Gray was killed on March 9 by police who claim he pointed a gun at Sgt. Mourad Mourad and Officer Jovaniel Cordova before they opened fire. An autopsy shows that Gray was hit in the back by three of the seven bullets fired by the officers. A loaded .38-caliber revolver was found at the scene.
Since the shooting, over 50 arrests have been made over four nights of protesting where community members are expressing outrage and demanding justice.
Gray’s school principal, Matthew Willoughby of the Urban Assembly School of Design and Construction, wrote a heartfelt letter describing the teen as a hard-working student who was committed to his academics.
“Kimani made great strides this year academically,” the letter read. “He was taking an extra English class after school; he was writing a dramatic dialogue in another English class; his group in design class was working on a project to design a school. Now they are working to complete the project without him.”
“Kimani should be remembered for all of who he was—an energetic, kind, playful, independent young man who was trying to learn and grow one day at a time,” Willoughby’s letter continued.

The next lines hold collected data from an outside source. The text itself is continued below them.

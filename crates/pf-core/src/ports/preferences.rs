use async_trait::async_trait;

use crate::settings::Settings;
use crate::smartpaste::ContentKind;

#[async_trait]
pub trait PreferencesPort: Send + Sync {
    async fn load(&self) -> anyhow::Result<Settings>;
    async fn save(&self, settings: &Settings) -> anyhow::Result<()>;

    /// Increment the per-kind counter and persist it, returning the new
    /// value. Runs before the file write and is never rolled back, so
    /// counter values stay monotonic even across failed writes.
    async fn next_counter(&self, kind: ContentKind) -> anyhow::Result<u64>;
}

pub trait PreferencesMigrationPort: Send + Sync {
    fn from_version(&self) -> u32;
    fn to_version(&self) -> u32;
    fn migrate(&self, settings: Settings) -> Settings;
}
//! Use case that reacts to the global smart-paste shortcut.

use std::path::PathBuf;
use std::sync::atomic::{AtomicBool, Ordering};
use std::sync::Arc;

use tracing::{debug, error, info, info_span, warn, Instrument};

use pf_core::filename::{self, TemplateContext};
use pf_core::pasteboard::PasteboardSnapshot;
use pf_core::ports::{
    AlertPort, ClockPort, FileSinkPort, FolderResolveError, FrontmostFolderPort, PasteboardPort,
    PreferencesPort, UserDirsPort,
};
use pf_core::settings::Settings;
use pf_core::smartpaste::{ContentKind, SkipReason, SmartPasteOutcome};

/// Use case behind the global shortcut: inspect the pasteboard once and
/// conditionally write one file.
///
/// ## Responsibility
///
/// - Decide, in strict order, whether the gesture belongs to the native
///   paste behavior (file URLs), an image file, a text file, or nothing
/// - Resolve the destination folder (frontmost file-browser folder, or
///   the configured default)
/// - Advance the per-kind counter, expand the filename template, and
///   write the file through the sink
///
/// ## What this use case does NOT do
///
/// - Register the shortcut or touch the OS pasteboard directly
/// - Perform any scripting, dialog, or filesystem I/O itself
///
/// All of that is delegated to the injected ports, which keeps the
/// decision procedure deterministic under test.
///
/// ## Typical Flow
///
/// ```text
/// Global shortcut
///   → hotkey listener (platform)
///   → SmartPaste::execute (this use case)
///   → FileSinkPort::write
/// ```
pub struct SmartPaste {
    pasteboard: Arc<dyn PasteboardPort>,
    folder: Arc<dyn FrontmostFolderPort>,
    user_dirs: Arc<dyn UserDirsPort>,
    preferences: Arc<dyn PreferencesPort>,
    sink: Arc<dyn FileSinkPort>,
    alerts: Arc<dyn AlertPort>,
    clock: Arc<dyn ClockPort>,

    /// Whether the last folder resolution failed on authorization.
    /// Keeps later non-authorization failures from being misread.
    automation_denied: AtomicBool,

    /// The automation prompt fires at most once per process lifetime.
    automation_prompted: AtomicBool,
}

impl SmartPaste {
    #[allow(clippy::too_many_arguments)]
    pub fn new(
        pasteboard: Arc<dyn PasteboardPort>,
        folder: Arc<dyn FrontmostFolderPort>,
        user_dirs: Arc<dyn UserDirsPort>,
        preferences: Arc<dyn PreferencesPort>,
        sink: Arc<dyn FileSinkPort>,
        alerts: Arc<dyn AlertPort>,
        clock: Arc<dyn ClockPort>,
    ) -> Self {
        Self {
            pasteboard,
            folder,
            user_dirs,
            preferences,
            sink,
            alerts,
            clock,
            automation_denied: AtomicBool::new(false),
            automation_prompted: AtomicBool::new(false),
        }
    }

    pub fn last_resolution_was_automation_denied(&self) -> bool {
        self.automation_denied.load(Ordering::SeqCst)
    }

    /// Execute one smart-paste invocation.
    ///
    /// Never returns an error: every failure mode collapses into a
    /// [`SmartPasteOutcome`] and the daemon keeps running.
    pub async fn execute(&self) -> SmartPasteOutcome {
        let span = info_span!("usecase.smart_paste.execute");

        async {
            let snapshot = match self.pasteboard.snapshot() {
                Ok(snapshot) => snapshot,
                Err(e) => {
                    warn!(error = %e, "pasteboard read failed");
                    return SmartPasteOutcome::Skipped(SkipReason::NothingEligible);
                }
            };

            if snapshot.contains_file_urls() {
                debug!("pasteboard contains file URLs, leaving the gesture to the native paste");
                return SmartPasteOutcome::Skipped(SkipReason::FileUrlsOnPasteboard);
            }

            let settings = match self.preferences.load().await {
                Ok(settings) => settings,
                Err(e) => {
                    error!(error = %e, "preferences unavailable");
                    return SmartPasteOutcome::Skipped(SkipReason::PreferencesUnavailable);
                }
            };

            // Image takes priority over text.
            if settings.behavior.image_enabled {
                if let Some(image) = snapshot.image.clone() {
                    debug!("image detected on pasteboard");
                    return self
                        .create_file(ContentKind::Image, image.bytes(), &snapshot, &settings)
                        .await;
                }
            }

            if settings.behavior.text_enabled {
                if let Some(text) = snapshot.text.clone() {
                    debug!("text detected on pasteboard");
                    return self
                        .create_file(ContentKind::Text, text.as_bytes(), &snapshot, &settings)
                        .await;
                }
            }

            debug!("no matching pasteboard content (no image/text or behaviors disabled)");
            SmartPasteOutcome::Skipped(SkipReason::NothingEligible)
        }
        .instrument(span)
        .await
    }

    async fn create_file(
        &self,
        kind: ContentKind,
        bytes: &[u8],
        snapshot: &PasteboardSnapshot,
        settings: &Settings,
    ) -> SmartPasteOutcome {
        let folder = match self.resolve_destination(settings) {
            Ok(folder) => folder,
            Err(reason) => return SmartPasteOutcome::Skipped(reason),
        };

        // Incremented before the write and never rolled back, so values
        // stay monotonic even across failed attempts.
        let counter = match self.preferences.next_counter(kind).await {
            Ok(counter) => counter,
            Err(e) => {
                error!(error = %e, "could not advance file counter");
                return SmartPasteOutcome::Skipped(SkipReason::PreferencesUnavailable);
            }
        };

        let mut ctx = TemplateContext::new(self.clock.now(), counter);
        match kind {
            ContentKind::Image => {
                ctx = ctx.with_source_name(snapshot.inferred_image_name());
            }
            ContentKind::Text => {
                if let Some(text) = &snapshot.text {
                    ctx = ctx.with_source_text(text.clone());
                }
            }
        }

        let base_name = filename::expand(settings.templates.for_kind(kind), &ctx);
        let path = folder.join(format!("{base_name}.{}", kind.extension()));

        match self.sink.write(&path, bytes) {
            Ok(()) => {
                info!(%kind, path = %path.display(), "smart paste wrote file");
                SmartPasteOutcome::Written { kind, path }
            }
            Err(e) => {
                error!(%kind, error = %e, "file write failed");
                if e.is_permission_denied() {
                    self.alerts.write_permission_failure(&path);
                }
                SmartPasteOutcome::Skipped(SkipReason::WriteFailed)
            }
        }
    }

    /// Destination-folder policy, shared by the image and text paths.
    ///
    /// An authorization denial from the file browser aborts outright;
    /// falling back to the default folder would silently save somewhere
    /// the user is not looking at.
    fn resolve_destination(&self, settings: &Settings) -> Result<PathBuf, SkipReason> {
        if self.folder.is_file_browser_frontmost() {
            debug!("file browser frontmost, resolving its folder");
            match self.folder.frontmost_folder() {
                Ok(path) => {
                    self.automation_denied.store(false, Ordering::SeqCst);
                    info!(path = %path.display(), "using frontmost file-browser folder");
                    return Ok(path);
                }
                Err(FolderResolveError::AutomationDenied) => {
                    self.automation_denied.store(true, Ordering::SeqCst);
                    if !self.automation_prompted.swap(true, Ordering::SeqCst) {
                        self.alerts.automation_permission_prompt();
                    }
                    return Err(SkipReason::AutomationDenied);
                }
                Err(FolderResolveError::Unavailable(reason)) => {
                    self.automation_denied.store(false, Ordering::SeqCst);
                    debug!(%reason, "frontmost folder unavailable, trying default location");
                }
            }
        }

        if !settings.save.default_save_enabled {
            debug!("default save location disabled, aborting");
            return Err(SkipReason::NoDestination);
        }

        match self.user_dirs.dir_for(settings.save.location) {
            Some(dir) => {
                info!(path = %dir.display(), location = settings.save.location.display_name(), "using default save location");
                Ok(dir)
            }
            None => {
                warn!(
                    location = settings.save.location.display_name(),
                    "default save location could not be resolved"
                );
                Err(SkipReason::NoDestination)
            }
        }
    }
}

In the days following Gray’s death, it’s been revealed that both Mourad and Cordova have reportedly been named in five federal lawsuits with plaintiffs alleging civil rights violations. As a result, the two men have reportedly cost the city about $215,000 in court settlements. In 2009 and 2010, Mourad was sued three times with allegations including a stop-and-frisk in which Mourad and fellow cops pulled down a suspect’s underwear, and an illegal arrest in which the plaintiff says he was slammed into a car. Cordova was sued in 2011 and 2012, with one plaintiff claiming the cop punched him in the eye.